Apart from leverage, a good strategy extracts strengths by doing the below –

  • sets proximate objectives: landing on moon, for example
  • resolves ambiguity even when the “right” answer is not known, because “engineers can’t work without a specification”, which holds true for all organized human effort
  • sets a well-oiled chain-link system, which is very hard to replicate (e.g. how Ikea has grown continually) because copying just one part doesn’t do any good
  • it designs; strategy is often thought of as a decision making process, as if selecting from a list of available options, but often it means devising a novel response from ground up (e.g. Hannibal’s military strategy against the Romans).

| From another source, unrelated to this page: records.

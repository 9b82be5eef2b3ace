//! Frame timing metadata.
//!
//! [`FrameTimingDescriptor`] is the single, normalized view of a container's
//! video stream that every other component works from. It is produced once
//! by [`MediaProbe`](crate::MediaProbe) and never mutated afterwards.

use serde::Serialize;

use crate::utilities::{frame_index_to_seconds, seconds_to_frame_index, total_frame_count};

/// Authoritative frame timing for one video stream.
///
/// # Example
///
/// ```no_run
/// use framewise::{ExtractOptions, MediaProbe};
///
/// # async fn example() -> Result<(), framewise::FramewiseError> {
/// let descriptor = MediaProbe::new(ExtractOptions::new()).probe("input.mp4").await?;
/// println!(
///     "{}x{} @ {} fps, {} frames",
///     descriptor.width, descriptor.height, descriptor.frame_rate, descriptor.total_frames,
/// );
/// # Ok(())
/// # }
/// ```
#[derive(Debug, Clone, PartialEq, Serialize)]
#[must_use]
pub struct FrameTimingDescriptor {
    /// Frames per second, rounded to three decimals. Always positive.
    pub frame_rate: f64,
    /// Duration in seconds. Zero when neither the stream nor the container
    /// states one.
    pub duration: f64,
    /// `floor(frame_rate * duration)`. Zero means the length is unknown, not
    /// that the video is empty.
    pub total_frames: u64,
    /// Frame width in pixels.
    pub width: u32,
    /// Frame height in pixels.
    pub height: u32,
    /// Codec name (e.g. `"h264"`, `"vp9"`).
    pub codec: String,
    /// `true` when the stream's nominal rate string differs from its average
    /// rate string. A coarse indicator used for advisory warnings only.
    pub variable_frame_rate: bool,
    /// Container bit rate in bits per second, zero if unknown.
    pub bit_rate: u64,
    /// Container format name (e.g. `"mov,mp4,m4a,3gp,3g2,mj2"`).
    pub format: String,
}

impl FrameTimingDescriptor {
    /// Build a descriptor from a resolved rate and duration, deriving the
    /// frame count.
    pub fn new(frame_rate: f64, duration: f64) -> Self {
        Self {
            frame_rate,
            duration,
            total_frames: total_frame_count(frame_rate, duration),
            width: 0,
            height: 0,
            codec: String::new(),
            variable_frame_rate: false,
            bit_rate: 0,
            format: String::new(),
        }
    }

    /// Timestamp of `frame_index` in seconds.
    pub fn timestamp_of(&self, frame_index: u64) -> f64 {
        frame_index_to_seconds(frame_index, self.frame_rate)
    }

    /// Nearest frame index to `seconds`, not clamped to the video length.
    pub fn frame_at(&self, seconds: f64) -> u64 {
        seconds_to_frame_index(seconds, self.frame_rate)
    }

    /// Whether the frame count is known.
    pub fn has_known_length(&self) -> bool {
        self.total_frames > 0
    }

    /// Index of the final frame, if the length is known.
    pub fn last_frame(&self) -> Option<u64> {
        self.total_frames.checked_sub(1)
    }

    /// Clamp `frame_index` to the valid range. With an unknown length only
    /// the lower bound applies.
    pub fn clamp_frame(&self, frame_index: i128) -> u64 {
        let lower = frame_index.max(0);
        match self.last_frame() {
            Some(last) => lower.min(last as i128) as u64,
            None => lower.min(u64::MAX as i128) as u64,
        }
    }
}
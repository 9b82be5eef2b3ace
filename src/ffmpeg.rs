//! FFmpeg tool configuration.
//!
//! `framewise` drives the `ffprobe` and `ffmpeg` command-line tools as
//! subprocesses. Both tools have their own stderr logging, separate from the
//! Rust [`log`](https://crates.io/crates/log) facade used by this crate. This
//! module maps a typed verbosity level onto the `-v` argument passed to every
//! invocation, and checks whether the tools can be run at all.
//!
//! # Example
//!
//! ```no_run
//! use framewise::{ExtractOptions, FfmpegLogLevel};
//!
//! // Silence everything except fatal errors.
//! let options = ExtractOptions::new().with_log_level(FfmpegLogLevel::Fatal);
//! assert!(framewise::ffmpeg::tools_available(&options));
//! ```
//!
//! # Note
//!
//! This controls **the tools' own console output**, not the Rust-side
//! diagnostic messages emitted via the `log` crate. To see those, install a
//! `log` subscriber such as `env_logger`.

use std::{
    collections::HashMap,
    fmt::{Display, Formatter, Result as FmtResult},
    path::{Path, PathBuf},
    process::{Command, Stdio},
    str::FromStr,
    sync::{Mutex, OnceLock},
};

use crate::configuration::ExtractOptions;

/// FFmpeg tool log verbosity level.
///
/// Maps directly to the names accepted by `-v` / `-loglevel`. Setting a level
/// causes the tool to suppress all messages below that severity.
///
/// # Ordering (most verbose → most quiet)
///
/// `Trace` > `Debug` > `Verbose` > `Info` > `Warning` > `Error` > `Fatal` > `Panic` > `Quiet`
#[derive(Debug, Clone, Copy, PartialEq, Eq, Hash, Default)]
pub enum FfmpegLogLevel {
    /// Print no output at all.
    Quiet,
    /// Only log conditions that abort the process.
    Panic,
    /// Only log unrecoverable errors.
    Fatal,
    /// Log recoverable errors. This is the default.
    #[default]
    Error,
    /// Log warnings.
    Warning,
    /// Log informational messages.
    Info,
    /// Log verbose informational messages.
    Verbose,
    /// Log debugging messages.
    Debug,
    /// Extremely verbose tracing output.
    Trace,
}

impl FfmpegLogLevel {
    /// The value passed after `-v` on the tool command line.
    pub fn as_arg(self) -> &'static str {
        match self {
            FfmpegLogLevel::Quiet => "quiet",
            FfmpegLogLevel::Panic => "panic",
            FfmpegLogLevel::Fatal => "fatal",
            FfmpegLogLevel::Error => "error",
            FfmpegLogLevel::Warning => "warning",
            FfmpegLogLevel::Info => "info",
            FfmpegLogLevel::Verbose => "verbose",
            FfmpegLogLevel::Debug => "debug",
            FfmpegLogLevel::Trace => "trace",
        }
    }
}

impl Display for FfmpegLogLevel {
    fn fmt(&self, f: &mut Formatter<'_>) -> FmtResult {
        f.write_str(self.as_arg())
    }
}

impl FromStr for FfmpegLogLevel {
    type Err = String;

    fn from_str(value: &str) -> Result<Self, Self::Err> {
        match value.to_ascii_lowercase().as_str() {
            "quiet" => Ok(FfmpegLogLevel::Quiet),
            "panic" => Ok(FfmpegLogLevel::Panic),
            "fatal" => Ok(FfmpegLogLevel::Fatal),
            "error" => Ok(FfmpegLogLevel::Error),
            "warning" | "warn" => Ok(FfmpegLogLevel::Warning),
            "info" => Ok(FfmpegLogLevel::Info),
            "verbose" => Ok(FfmpegLogLevel::Verbose),
            "debug" => Ok(FfmpegLogLevel::Debug),
            "trace" => Ok(FfmpegLogLevel::Trace),
            other => Err(format!("unknown log level: {other}")),
        }
    }
}

/// Returns `true` if `program -version` runs and exits successfully.
///
/// Results are cached per program path for the lifetime of the process.
pub fn program_available(program: &Path) -> bool {
    static AVAILABLE: OnceLock<Mutex<HashMap<PathBuf, bool>>> = OnceLock::new();

    let cache = AVAILABLE.get_or_init(|| Mutex::new(HashMap::new()));
    if let Ok(known) = cache.lock() {
        if let Some(&available) = known.get(program) {
            return available;
        }
    }

    let available = Command::new(program)
        .arg("-version")
        .stdin(Stdio::null())
        .stdout(Stdio::null())
        .stderr(Stdio::null())
        .status()
        .map(|status| status.success())
        .unwrap_or(false);

    log::debug!("{} available: {available}", program.display());
    if let Ok(mut known) = cache.lock() {
        known.insert(program.to_path_buf(), available);
    }
    available
}

/// Returns `true` if both the probe and the decode tool configured in
/// `options` can be run.
pub fn tools_available(options: &ExtractOptions) -> bool {
    program_available(options.ffprobe()) && program_available(options.ffmpeg())
}
//! Extracted frame values.

use std::{
    fmt::{Debug, Formatter, Result as FmtResult},
    path::Path,
    sync::Arc,
};

use base64::{Engine, engine::general_purpose::STANDARD};
use image::{DynamicImage, ImageFormat};

use crate::{error::FramewiseError, utilities::frame_index_to_seconds};

/// Encoding of an extracted frame's image bytes.
#[derive(Debug, Clone, Copy, PartialEq, Eq, Hash, Default)]
pub enum FrameFormat {
    /// Baseline JPEG.
    #[default]
    Jpeg,
}

impl FrameFormat {
    /// Short tag, e.g. `"jpeg"`.
    pub fn as_str(self) -> &'static str {
        match self {
            FrameFormat::Jpeg => "jpeg",
        }
    }

    pub fn mime_type(self) -> &'static str {
        match self {
            FrameFormat::Jpeg => "image/jpeg",
        }
    }

    fn image_format(self) -> ImageFormat {
        match self {
            FrameFormat::Jpeg => ImageFormat::Jpeg,
        }
    }
}

/// One exactly-decoded video frame.
///
/// The image bytes are held base64-encoded, ready to hand to a presentation
/// layer, and shared: cloning an `ExtractedFrame` does not copy them.
///
/// # Example
///
/// ```no_run
/// use framewise::{ExtractOptions, FrameExtractor};
///
/// # async fn example() -> Result<(), framewise::FramewiseError> {
/// let extractor = FrameExtractor::new(ExtractOptions::new());
/// let frame = extractor.extract("input.mp4", 150, 30.0).await?;
/// assert_eq!(frame.timestamp(), 5.0);
/// frame.save("frame_150.jpg")?;
/// # Ok(())
/// # }
/// ```
#[derive(Clone, PartialEq)]
pub struct ExtractedFrame {
    index: u64,
    timestamp: f64,
    data: Arc<str>,
    format: FrameFormat,
}

impl Debug for ExtractedFrame {
    fn fmt(&self, f: &mut Formatter<'_>) -> FmtResult {
        f.debug_struct("ExtractedFrame")
            .field("index", &self.index)
            .field("timestamp", &self.timestamp)
            .field("format", &self.format)
            .field("encoded_len", &self.data.len())
            .finish()
    }
}

impl ExtractedFrame {
    /// Wrap raw JPEG bytes for `index`, deriving the timestamp from
    /// `frame_rate`.
    pub fn from_jpeg(index: u64, frame_rate: f64, bytes: &[u8]) -> Self {
        Self {
            index,
            timestamp: frame_index_to_seconds(index, frame_rate),
            data: Arc::from(STANDARD.encode(bytes)),
            format: FrameFormat::Jpeg,
        }
    }

    pub fn index(&self) -> u64 {
        self.index
    }

    /// Presentation time in seconds (`index / frame_rate`).
    pub fn timestamp(&self) -> f64 {
        self.timestamp
    }

    pub fn format(&self) -> FrameFormat {
        self.format
    }

    /// The base64 transport encoding of the image.
    pub fn base64(&self) -> &str {
        &self.data
    }

    /// A `data:` URL suitable for an `<img>` source.
    pub fn data_url(&self) -> String {
        format!("data:{};base64,{}", self.format.mime_type(), self.data)
    }

    /// Decode the transport encoding back into raw image bytes.
    pub fn bytes(&self) -> Result<Vec<u8>, FramewiseError> {
        Ok(STANDARD.decode(self.data.as_bytes())?)
    }

    /// Decode the image into pixels.
    pub fn to_image(&self) -> Result<DynamicImage, FramewiseError> {
        let bytes = self.bytes()?;
        Ok(image::load_from_memory_with_format(
            &bytes,
            self.format.image_format(),
        )?)
    }

    /// Write the encoded image bytes to `path` unchanged.
    pub fn save<P: AsRef<Path>>(&self, path: P) -> Result<(), FramewiseError> {
        std::fs::write(path, self.bytes()?)?;
        Ok(())
    }
}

One interesting example that Rumelt talks about is how the U.S. put tremendous pressure on the U.S.S.R. by investing in new technology where it had an advantage and forced U.S.S.R. to invest and spend in area where they did not have a natural advantage. This was an idea expressed by Andy Marshall and James Roche of the DoD, who led the strategy of using relative advantage to impose out-of-proportion costs on the opposition.

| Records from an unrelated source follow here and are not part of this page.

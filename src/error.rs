//! Error types for the `framewise` crate.
//!
//! This module defines [`FramewiseError`], the unified error type returned by
//! all fallible operations in the crate. Errors carry the context needed to
//! diagnose a failure (file paths, frame indices, timeouts, tool output)
//! without extra logging at the call site.

use std::{io::Error as IoError, path::PathBuf, time::Duration};

use base64::DecodeError;
use image::ImageError;
use serde_json::Error as JsonError;
use thiserror::Error;

/// The unified error type for all `framewise` operations.
///
/// Variants fall into three classes, queryable through
/// [`is_probe_error`](FramewiseError::is_probe_error),
/// [`is_extraction_error`](FramewiseError::is_extraction_error) and
/// [`is_load_error`](FramewiseError::is_load_error):
///
/// - probe failures are fatal to a load,
/// - extraction failures are recoverable per frame,
/// - native surface load failures are fatal to a load.
#[derive(Debug, Error)]
#[non_exhaustive]
pub enum FramewiseError {
    /// The probe process could not run, exited with an error, or produced
    /// output that could not be understood.
    #[error("Failed to probe {path}: {reason}")]
    ProbeFailed {
        /// Path that was probed.
        path: PathBuf,
        /// Underlying reason the probe failed.
        reason: String,
    },

    /// The container does not contain a video stream.
    #[error("No video stream found in {path}")]
    NoVideoStream {
        /// Path that was probed.
        path: PathBuf,
    },

    /// The decode process exited unsuccessfully or emitted no image bytes.
    #[error("Failed to extract frame {frame_index}: {reason}")]
    ExtractionFailed {
        /// The frame that was requested.
        frame_index: u64,
        /// Underlying reason (exit status, stderr excerpt, spawn error).
        reason: String,
    },

    /// The decode process did not finish within the configured timeout and
    /// was terminated.
    #[error("Extraction of frame {frame_index} timed out after {timeout:?}")]
    ExtractionTimeout {
        /// The frame that was requested.
        frame_index: u64,
        /// The timeout that elapsed.
        timeout: Duration,
    },

    /// The native playback surface did not report readiness in time.
    #[error("Playback surface did not become ready within {0:?}")]
    LoadTimeout(Duration),

    /// The native playback surface reported an error.
    #[error("Playback surface error: {0}")]
    SurfaceError(String),

    /// A navigation command was issued while no media is loaded.
    #[error("No media loaded")]
    NoMediaLoaded,

    /// The requested frame index is past the end of the video.
    #[error("Frame {frame_index} is out of range (video has {total_frames} frames)")]
    FrameOutOfRange {
        /// The frame index that was requested.
        frame_index: u64,
        /// Total number of frames in the video.
        total_frames: u64,
    },

    /// The operation was cancelled via a [`CancellationToken`](crate::CancellationToken).
    #[error("Operation cancelled")]
    Cancelled,

    /// An I/O error occurred while reading or writing files.
    #[error("I/O error: {0}")]
    IoError(#[from] IoError),

    /// An error from the `image` crate while decoding or saving a frame.
    #[error("Image processing error: {0}")]
    ImageError(#[from] ImageError),

    /// Probe output was not valid JSON.
    #[error("Malformed probe output: {0}")]
    JsonError(#[from] JsonError),

    /// A frame's transport encoding could not be decoded.
    #[error("Invalid frame encoding: {0}")]
    DecodeError(#[from] DecodeError),
}

impl FramewiseError {
    /// Returns `true` for failures of the metadata probe.
    pub fn is_probe_error(&self) -> bool {
        matches!(
            self,
            FramewiseError::ProbeFailed { .. }
                | FramewiseError::NoVideoStream { .. }
                | FramewiseError::JsonError(_)
        )
    }

    /// Returns `true` for per-frame extraction failures.
    pub fn is_extraction_error(&self) -> bool {
        matches!(
            self,
            FramewiseError::ExtractionFailed { .. } | FramewiseError::ExtractionTimeout { .. }
        )
    }

    /// Returns `true` for native surface load failures.
    pub fn is_load_error(&self) -> bool {
        matches!(
            self,
            FramewiseError::LoadTimeout(_) | FramewiseError::SurfaceError(_)
        )
    }
}
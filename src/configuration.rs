//! Extraction and navigation configuration.
//!
//! [`ExtractOptions`] is a builder that threads tool paths, timeouts,
//! progress callbacks, and cancellation tokens through probing and
//! extraction without polluting every function signature.
//! [`NavigatorOptions`] configures the cache, prefetching, and stepping
//! behaviour of a [`Navigator`](crate::Navigator).
//!
//! # Example
//!
//! ```no_run
//! use std::{sync::Arc, time::Duration};
//!
//! use framewise::{CancellationToken, ExtractOptions, ProgressCallback, ProgressInfo};
//!
//! struct LogProgress;
//! impl ProgressCallback for LogProgress {
//!     fn on_progress(&self, info: &ProgressInfo) {
//!         println!("{:?}: {} done", info.operation, info.current);
//!     }
//! }
//!
//! let token = CancellationToken::new();
//! let options = ExtractOptions::from_env()
//!     .with_timeout(Duration::from_secs(5))
//!     .with_progress(Arc::new(LogProgress))
//!     .with_cancellation(token.clone());
//! ```

use std::{
    env,
    fmt::{Debug, Formatter, Result as FmtResult},
    path::{Path, PathBuf},
    sync::Arc,
    time::Duration,
};

use crate::{
    ffmpeg::FfmpegLogLevel,
    progress::{CancellationToken, NoOpProgress, ProgressCallback},
};

/// Environment variable overriding the `ffprobe` program path.
pub const FFPROBE_ENV: &str = "FRAMEWISE_FFPROBE";
/// Environment variable overriding the `ffmpeg` program path.
pub const FFMPEG_ENV: &str = "FRAMEWISE_FFMPEG";

/// Default wait before a probe or extraction process is killed.
pub const DEFAULT_TIMEOUT: Duration = Duration::from_secs(10);
/// Default coarse-seek back-off, in seconds.
pub const DEFAULT_SEEK_MARGIN: f64 = 2.0;
/// Default JPEG quality (`-q:v`; 2 is the best practical setting).
pub const DEFAULT_JPEG_QUALITY: u8 = 2;

/// Default number of frames held by the cache.
pub const DEFAULT_CACHE_SIZE: usize = 30;
/// Default prefetch distance on each side of the current frame.
pub const DEFAULT_PREFETCH_RADIUS: u64 = 3;

const MIN_PLAYBACK_RATE: f64 = 0.0625;
const MAX_PLAYBACK_RATE: f64 = 16.0;

/// Configuration for probe and extraction operations.
///
/// All fields have sensible defaults; a default-constructed value runs
/// `ffprobe`/`ffmpeg` from `PATH` with a 10 second timeout.
#[derive(Clone)]
pub struct ExtractOptions {
    pub(crate) ffprobe: PathBuf,
    pub(crate) ffmpeg: PathBuf,
    pub(crate) timeout: Duration,
    pub(crate) seek_margin: f64,
    pub(crate) jpeg_quality: u8,
    pub(crate) log_level: FfmpegLogLevel,
    pub(crate) progress: Arc<dyn ProgressCallback>,
    pub(crate) cancellation: Option<CancellationToken>,
}

impl Debug for ExtractOptions {
    fn fmt(&self, f: &mut Formatter<'_>) -> FmtResult {
        f.debug_struct("ExtractOptions")
            .field("ffprobe", &self.ffprobe)
            .field("ffmpeg", &self.ffmpeg)
            .field("timeout", &self.timeout)
            .field("seek_margin", &self.seek_margin)
            .field("jpeg_quality", &self.jpeg_quality)
            .field("log_level", &self.log_level)
            .field("has_cancellation", &self.cancellation.is_some())
            .finish()
    }
}

impl Default for ExtractOptions {
    fn default() -> Self {
        Self::new()
    }
}

impl ExtractOptions {
    /// Create options with default settings.
    pub fn new() -> Self {
        Self {
            ffprobe: PathBuf::from("ffprobe"),
            ffmpeg: PathBuf::from("ffmpeg"),
            timeout: DEFAULT_TIMEOUT,
            seek_margin: DEFAULT_SEEK_MARGIN,
            jpeg_quality: DEFAULT_JPEG_QUALITY,
            log_level: FfmpegLogLevel::default(),
            progress: Arc::new(NoOpProgress),
            cancellation: None,
        }
    }

    /// Create default options, taking tool paths from
    /// [`FFPROBE_ENV`] and [`FFMPEG_ENV`] when they are set.
    pub fn from_env() -> Self {
        let mut options = Self::new();
        if let Some(ffprobe) = env::var_os(FFPROBE_ENV).filter(|value| !value.is_empty()) {
            options.ffprobe = PathBuf::from(ffprobe);
        }
        if let Some(ffmpeg) = env::var_os(FFMPEG_ENV).filter(|value| !value.is_empty()) {
            options.ffmpeg = PathBuf::from(ffmpeg);
        }
        options
    }

    /// Set the `ffprobe` program used for metadata probing.
    #[must_use]
    pub fn with_ffprobe<P: Into<PathBuf>>(mut self, program: P) -> Self {
        self.ffprobe = program.into();
        self
    }

    /// Set the `ffmpeg` program used for frame extraction.
    #[must_use]
    pub fn with_ffmpeg<P: Into<PathBuf>>(mut self, program: P) -> Self {
        self.ffmpeg = program.into();
        self
    }

    /// Set how long a probe or extraction process may run before it is
    /// killed.
    #[must_use]
    pub fn with_timeout(mut self, timeout: Duration) -> Self {
        self.timeout = timeout;
        self
    }

    /// Set the coarse-seek back-off in seconds. Negative and non-finite
    /// values are treated as zero.
    #[must_use]
    pub fn with_seek_margin(mut self, seconds: f64) -> Self {
        self.seek_margin = if seconds.is_finite() { seconds.max(0.0) } else { 0.0 };
        self
    }

    /// Set the JPEG quality scale. Clamped to FFmpeg's `2..=31` range, lower
    /// is better.
    #[must_use]
    pub fn with_jpeg_quality(mut self, quality: u8) -> Self {
        self.jpeg_quality = quality.clamp(2, 31);
        self
    }

    /// Set the stderr verbosity of the spawned tools.
    #[must_use]
    pub fn with_log_level(mut self, level: FfmpegLogLevel) -> Self {
        self.log_level = level;
        self
    }

    /// Attach a progress callback for batch extraction.
    #[must_use]
    pub fn with_progress(mut self, callback: Arc<dyn ProgressCallback>) -> Self {
        self.progress = callback;
        self
    }

    /// Attach a cancellation token.
    ///
    /// When the token is cancelled, batch extraction stops and every
    /// unfinished index reports
    /// [`FramewiseError::Cancelled`](crate::FramewiseError::Cancelled).
    #[must_use]
    pub fn with_cancellation(mut self, token: CancellationToken) -> Self {
        self.cancellation = Some(token);
        self
    }

    pub fn ffprobe(&self) -> &Path {
        &self.ffprobe
    }

    pub fn ffmpeg(&self) -> &Path {
        &self.ffmpeg
    }

    pub fn timeout(&self) -> Duration {
        self.timeout
    }

    pub fn seek_margin(&self) -> f64 {
        self.seek_margin
    }

    pub fn jpeg_quality(&self) -> u8 {
        self.jpeg_quality
    }

    pub fn log_level(&self) -> FfmpegLogLevel {
        self.log_level
    }

    /// Returns `true` if cancellation has been requested.
    pub(crate) fn is_cancelled(&self) -> bool {
        self.cancellation
            .as_ref()
            .is_some_and(|token| token.is_cancelled())
    }
}

/// How a [`Navigator`](crate::Navigator) lands on a frame when stepping.
#[derive(Debug, Clone, Copy, PartialEq, Eq, Default)]
pub enum StepStrategy {
    /// Seek the native playback surface to the frame's timestamp and capture
    /// what it presents. This is the default.
    #[default]
    NativeSeek,
    /// Decode the frame with the external extractor through the frame cache,
    /// prefetching neighbours after every step.
    Extract,
}

/// Configuration for a [`Navigator`](crate::Navigator).
#[derive(Debug, Clone)]
pub struct NavigatorOptions {
    pub(crate) cache_size: usize,
    pub(crate) prefetch_radius: u64,
    pub(crate) load_timeout: Duration,
    pub(crate) step_strategy: StepStrategy,
    pub(crate) playback_rate: f64,
    pub(crate) volume: f64,
}

impl Default for NavigatorOptions {
    fn default() -> Self {
        Self::new()
    }
}

impl NavigatorOptions {
    /// Create options with default settings: 30 cached frames, prefetch
    /// radius 3, 10 second load timeout, native seeking, rate 1.0, full volume.
    pub fn new() -> Self {
        Self {
            cache_size: DEFAULT_CACHE_SIZE,
            prefetch_radius: DEFAULT_PREFETCH_RADIUS,
            load_timeout: DEFAULT_TIMEOUT,
            step_strategy: StepStrategy::default(),
            playback_rate: 1.0,
            volume: 1.0,
        }
    }

    /// Set the maximum number of cached frames. Clamped to a minimum of 1.
    #[must_use]
    pub fn with_cache_size(mut self, size: usize) -> Self {
        self.cache_size = size.max(1);
        self
    }

    /// Set how many frames on each side of the current one are prefetched.
    /// Zero disables prefetching.
    #[must_use]
    pub fn with_prefetch_radius(mut self, radius: u64) -> Self {
        self.prefetch_radius = radius;
        self
    }

    /// Set how long to wait for the playback surface to report readiness.
    #[must_use]
    pub fn with_load_timeout(mut self, timeout: Duration) -> Self {
        self.load_timeout = timeout;
        self
    }

    /// Choose how steps land on a frame.
    #[must_use]
    pub fn with_step_strategy(mut self, strategy: StepStrategy) -> Self {
        self.step_strategy = strategy;
        self
    }

    /// Set the initial playback rate.
    #[must_use]
    pub fn with_playback_rate(mut self, rate: f64) -> Self {
        self.playback_rate = clamp_playback_rate(rate);
        self
    }

    /// Set the initial volume in `[0, 1]`.
    #[must_use]
    pub fn with_volume(mut self, volume: f64) -> Self {
        self.volume = clamp_volume(volume);
        self
    }

    pub fn cache_size(&self) -> usize {
        self.cache_size
    }

    pub fn prefetch_radius(&self) -> u64 {
        self.prefetch_radius
    }

    pub fn load_timeout(&self) -> Duration {
        self.load_timeout
    }

    pub fn step_strategy(&self) -> StepStrategy {
        self.step_strategy
    }

    pub fn playback_rate(&self) -> f64 {
        self.playback_rate
    }

    pub fn volume(&self) -> f64 {
        self.volume
    }
}

pub(crate) fn clamp_playback_rate(rate: f64) -> f64 {
    if rate.is_finite() {
        rate.clamp(MIN_PLAYBACK_RATE, MAX_PLAYBACK_RATE)
    } else {
        1.0
    }
}

pub(crate) fn clamp_volume(volume: f64) -> f64 {
    if volume.is_finite() {
        volume.clamp(0.0, 1.0)
    } else {
        1.0
    }
}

A good strategy creates value by making the following changes –

  • Deepening advantages: Obvious, but two main reasons that this process stalls is because management can mistakenly believe that improvement can be accomplished by pressure or incentives alone. Rumelt talks about how bricklaying was done the same way for thousands of years until 1909 when it was made 2x more efficient by Gilberth; it had to re-examined from bottom up to get the improvement. Second reason is that if change is easy for others to copy then it is of little use; improvements must be protected or embedded.
  • Broadening the extent of the advantage: again, obvious–new fields and new competitions.
  • Creating higher demand
  • Strengthening isolating mechanisms: again, making it harder for competition to use your competitive advantage

Rumelt has a very interesting section which talks about how a company can navigate a wave successfully. He says clearly that it is very difficult to work with industry-wide or economy-wide changes, but the successful leaders don’t need to get it all right, but only more right than the rivals. He mentions the following guideposts –

  • Escalating fixed costs: forces the industry to consolidate because only the largest players can cover the fixed charges (something like this is underway in the semiconductor industry where a single fab can now cost $5bn+)
  • Deregulation: highly regulated companies do not know their own cost and usually develop complex systems to justify whatever they have, and it can take years for a regulated company or a former monopolist to shed excess costs.
  • Predictable biases in forecasting: the usual–continuation of the “normal”, battle of the titans where it is assumed that the largest players will duke it out, and where everyone will follow what the biggest/most profitable players is doing.
  • Incumbent response: firms will work hard to avoid changes that will undermine the complex skills that it has developed and accumulated over time.
  • Attractor state: this describes how the industry should work in the ideal state, and though it doesn’t mean that this state will come to being but it does reflect a gravity-like pull. A company that brings the industry closer to this will naturally benefit.

Rumelt describes how companies without strategy can embody both inertia (in its processes) and entropy (unfocused product line, low price to please sales and long shipping schedules to please the factory).

 

Thinking Like a Strategist

Strategy cannot be treated as an exercise in deduction, as that assumes that everything worth knowing is already know and only computation is required. To develop great strategy, one needs to lean on induction, analogy, judgement and insight.

One also needs to remember that it is very easy to hang on to the first idea that comes when facing a complex situation, and even though it is painful to let go of that judgement and re-evaluate, it should be done to make sure that the very best choice is being made.